- Born: May 7, 1922
- Died: April 16, 2005 (aged 82)
- Education: University of Pennsylvania
- Scientific career
- Thesis: Studies on the biosynthesis of purines and pyrimidines in growing yeast (1951)

= Mary Edmonds =

American biochemist

Mary P. Edmonds (May 7, 1922 – April 16, 2005) was an American biochemist who made key discoveries regarding the processing of messenger RNA (mRNA). She spent most of her career at the University of Pittsburgh.

== Education and career ==
Edmonds was born May 7, 1922, in Racine, Wisconsin. She received a bachelor's degree from Milwaukee-Downer College in 1943, a master's degree from Wellesley College in 1945, and a Ph.D. from the University of Pennsylvania in 1951. Following her Ph.D., she was a postdoctoral researcher at University of Illinois (1950-1952) and University of Wisconsin (1952-1955), and then joined Montefiore Hospital in Pittsburgh as a research associate from 1955 until 1965. Starting in 1962 she held appointments at the University of Pittsburgh, initially as adjunct and research professor positions, until she joined the faculty in 1971 and was promoted to professor in 1976.

Edmonds took emeritus status in 1992, and died of complications related to a heart attack on April 16, 2005.

== Research ==
Edmonds was known for her research in mRNA processing, specifically on 3'-end processing and how RNA is spliced. Her research showed that the end of mRNA is a poly-A tail composed of multiple adenosine residues. In her memoirs posted at the National Academy of Sciences, her work discovering the poly-A tails on eukaryotic mRNA and purification of the poly-A polymerase enzyme are described as "landmarks in the field". Edmonds also developed the first method to use the poly-A tail to separate mRNA from other nucleic acids, a protocol which forms the beginning of all modern transcriptomics analysis. In the 1980s, Edmonds showed that poly-A RNA is branched, a stage that arises during processing of hnRNA into mRNA. This research led to the development of antibodies targeting branched RNA.

==Selected publications==
- Edmonds, Mary (1960). "Polynucleotide Biosynthesis: Formation of a Sequence of Adenylate Units from Adenosine Triphosphate by an Enzyme from Thymus Nuclei"
- Edmonds, M. (1971). "Polyadenylic Acid Sequences in the Heterogeneous Nuclear RNA and Rapidly-Labeled Polyribosomal RNA of HeLa Cells: Possible Evidence for a Precursor Relationship"
- Winters, Mary Ann (1973). "A Poly(A) Polymerase from Calf Thymus"
- Wallace, John C. (1983). "Polyadenylylated nuclear RNA contains branches"
- Edmonds, Mary (2002). "A history of poly A sequences: from formation to factors to function"

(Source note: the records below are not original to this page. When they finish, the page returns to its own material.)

//! # Filter Registry
//!
//! Maps a transform name to a pure function `(image, params) → image | error`.
//!
//! | Name | Params | Notes |
//! |------|--------|-------|
//! | `dilate` | 1 float | square radius, rounded |
//! | `edgedetection` | 1 float | clamped to [0.0, 1.0]; 0 is a copy, 1 the full edge map |
//! | `erode` | 1 float | square radius, rounded |
//! | `median` | 1 float | radius, rounded |
//! | `emboss`, `grayscale`, `invert`, `sepia`, `sharpen`, `sobel` | none | extra params ignored |
//! | `quality` | - | reserved no-op |
//!
//! Any other name is logged and skipped.

use crate::errors::{ChainError, FilterError};
use image::{imageops, GrayImage, Luma, Rgba, RgbaImage};
use imageproc::morphology::{grayscale_dilate, grayscale_erode, Mask};
use shared_types::Transform;
use std::collections::{HashMap, HashSet};
use tracing::{debug, warn};

/// A filter: consumes the previous step's output.
pub type FilterFn = fn(RgbaImage, &[String]) -> Result<RgbaImage, FilterError>;

/// Reserved for future encode-quality control; never applied.
pub const RESERVED_QUALITY: &str = "quality";

#[derive(Debug, Clone, Default)]
pub struct FilterRegistry {
    filters: HashMap<String, FilterFn>,
    reserved: HashSet<String>,
}

impl FilterRegistry {
    /// A registry with no filters.
    #[must_use]
    pub fn empty() -> Self {
        Self::default()
    }

    /// The standard filter set.
    #[must_use]
    pub fn standard() -> Self {
        let mut registry = Self::empty();
        registry.register("dilate", dilate);
        registry.register("edgedetection", edge_detection);
        registry.register("erode", erode);
        registry.register("median", median);
        registry.register("emboss", emboss);
        registry.register("grayscale", grayscale);
        registry.register("invert", invert);
        registry.register("sepia", sepia);
        registry.register("sharpen", sharpen);
        registry.register("sobel", sobel);
        registry.reserve(RESERVED_QUALITY);
        registry
    }

    pub fn register(&mut self, name: impl Into<String>, filter: FilterFn) {
        self.filters.insert(name.into(), filter);
    }

    /// Recognise `name` as a deliberate no-op.
    pub fn reserve(&mut self, name: impl Into<String>) {
        self.reserved.insert(name.into());
    }

    #[must_use]
    pub fn get(&self, name: &str) -> Option<FilterFn> {
        self.filters.get(name).copied()
    }

    #[must_use]
    pub fn is_reserved(&self, name: &str) -> bool {
        self.reserved.contains(name)
    }

    /// Registered filter names, sorted.
    #[must_use]
    pub fn names(&self) -> Vec<&str> {
        let mut names: Vec<&str> = self.filters.keys().map(String::as_str).collect();
        names.sort_unstable();
        names
    }

    /// Apply `chain` in order, each step consuming the previous output.
    pub fn apply_chain(&self, mut image: RgbaImage, chain: &[Transform]) -> Result<RgbaImage, ChainError> {
        for (index, transform) in chain.iter().enumerate() {
            let name = transform.name.as_str();
            match self.get(name) {
                Some(filter) => {
                    image = filter(image, &transform.params).map_err(|source| ChainError {
                        index,
                        name: name.to_string(),
                        source,
                    })?;
                    debug!(index, filter = name, "Transform applied");
                }
                None if self.is_reserved(name) => {}
                None => warn!(index, filter = name, "Unknown transform skipped"),
            }
        }
        Ok(image)
    }
}

// =============================================================================
// PARAMETERS
// =============================================================================

fn single_param(filter: &str, params: &[String]) -> Result<f64, FilterError> {
    let [raw] = params else {
        return Err(FilterError::Arity {
            filter: filter.to_string(),
            expected: 1,
            got: params.len(),
        });
    };

    let invalid = |reason: String| FilterError::InvalidParameter {
        filter: filter.to_string(),
        value: raw.clone(),
        reason,
    };
    let value: f64 = raw.trim().parse().map_err(|e: std::num::ParseFloatError| invalid(e.to_string()))?;
    if !value.is_finite() {
        return Err(invalid("not a finite number".to_string()));
    }
    Ok(value)
}

/// Round a radius to a kernel size in `0..=255`.
fn radius(value: f64) -> u8 {
    value.round().clamp(0.0, f64::from(u8::MAX)) as u8
}

// =============================================================================
// HELPERS
// =============================================================================

/// Run a single-channel operator over R, G and B; alpha is kept.
fn per_channel(image: &RgbaImage, op: impl Fn(&GrayImage) -> GrayImage) -> RgbaImage {
    let (width, height) = image.dimensions();
    let channels: [GrayImage; 3] = std::array::from_fn(|channel| {
        op(&GrayImage::from_fn(width, height, |x, y| {
            Luma([image.get_pixel(x, y)[channel]])
        }))
    });

    RgbaImage::from_fn(width, height, |x, y| {
        Rgba([
            channels[0].get_pixel(x, y)[0],
            channels[1].get_pixel(x, y)[0],
            channels[2].get_pixel(x, y)[0],
            image.get_pixel(x, y)[3],
        ])
    })
}

/// 3x3 convolution on colour channels; alpha is kept.
fn convolve3x3(image: &RgbaImage, kernel: &[f32; 9]) -> RgbaImage {
    let mut out: RgbaImage = imageops::filter3x3(image, kernel);
    for (dst, src) in out.pixels_mut().zip(image.pixels()) {
        dst[3] = src[3];
    }
    out
}

// =============================================================================
// FILTERS
// =============================================================================

fn dilate(image: RgbaImage, params: &[String]) -> Result<RgbaImage, FilterError> {
    let mask = Mask::square(radius(single_param("dilate", params)?));
    Ok(per_channel(&image, |channel| grayscale_dilate(channel, &mask)))
}

fn erode(image: RgbaImage, params: &[String]) -> Result<RgbaImage, FilterError> {
    let mask = Mask::square(radius(single_param("erode", params)?));
    Ok(per_channel(&image, |channel| grayscale_erode(channel, &mask)))
}

fn median(image: RgbaImage, params: &[String]) -> Result<RgbaImage, FilterError> {
    let r = u32::from(radius(single_param("median", params)?));
    if r == 0 {
        return Ok(image);
    }
    Ok(imageproc::filter::median_filter(&image, r, r))
}

fn edge_detection(image: RgbaImage, params: &[String]) -> Result<RgbaImage, FilterError> {
    let strength = single_param("edgedetection", params)?.clamp(0.0, 1.0);
    if strength <= 0.0 {
        return Ok(image);
    }
    // Blend of identity and the 8-neighbour Laplacian; 1.0 is the pure edge map.
    let s = strength as f32;
    let mut kernel = [-s; 9];
    kernel[4] = (1.0 - s) + 8.0 * s;
    Ok(convolve3x3(&image, &kernel))
}

fn emboss(image: RgbaImage, _params: &[String]) -> Result<RgbaImage, FilterError> {
    const KERNEL: [f32; 9] = [-1.0, -1.0, 0.0, -1.0, 1.0, 1.0, 0.0, 1.0, 1.0];
    Ok(convolve3x3(&image, &KERNEL))
}

fn sharpen(image: RgbaImage, _params: &[String]) -> Result<RgbaImage, FilterError> {
    const KERNEL: [f32; 9] = [0.0, -1.0, 0.0, -1.0, 5.0, -1.0, 0.0, -1.0, 0.0];
    Ok(convolve3x3(&image, &KERNEL))
}

fn grayscale(image: RgbaImage, _params: &[String]) -> Result<RgbaImage, FilterError> {
    let gray = imageops::grayscale_alpha(&image);
    Ok(RgbaImage::from_fn(image.width(), image.height(), |x, y| {
        let [l, a] = gray.get_pixel(x, y).0;
        Rgba([l, l, l, a])
    }))
}

fn invert(mut image: RgbaImage, _params: &[String]) -> Result<RgbaImage, FilterError> {
    imageops::invert(&mut image);
    Ok(image)
}

fn sepia(mut image: RgbaImage, _params: &[String]) -> Result<RgbaImage, FilterError> {
    for pixel in image.pixels_mut() {
        let [r, g, b, a] = pixel.0;
        let (r, g, b) = (f32::from(r), f32::from(g), f32::from(b));
        let tone = |cr: f32, cg: f32, cb: f32| (cr * r + cg * g + cb * b).round().clamp(0.0, 255.0) as u8;
        *pixel = Rgba([
            tone(0.393, 0.769, 0.189),
            tone(0.349, 0.686, 0.168),
            tone(0.272, 0.534, 0.131),
            a,
        ]);
    }
    Ok(image)
}

fn sobel(image: RgbaImage, _params: &[String]) -> Result<RgbaImage, FilterError> {
    let gray = imageops::grayscale(&image);
    let gradients = imageproc::gradients::sobel_gradients(&gray);
    Ok(RgbaImage::from_fn(image.width(), image.height(), |x, y| {
        let magnitude = gradients.get_pixel(x, y)[0].min(255) as u8;
        Rgba([magnitude, magnitude, magnitude, 255])
    }))
}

== Awards and accolades ==
Edmonds was elected to the National Academy of Sciences in 1991. She was awarded an honorary degree by Lawrence University in 1983, named woman of the year in science by Chatham University in 1986, and received the Chancellor’s Distinguished Research Award Winners from the University of Pittsburgh in 1989. After her death, the University of Pittsburgh established the Mary P. Edmonds Award given each year to a graduate student in recognition of an "outstanding research paper".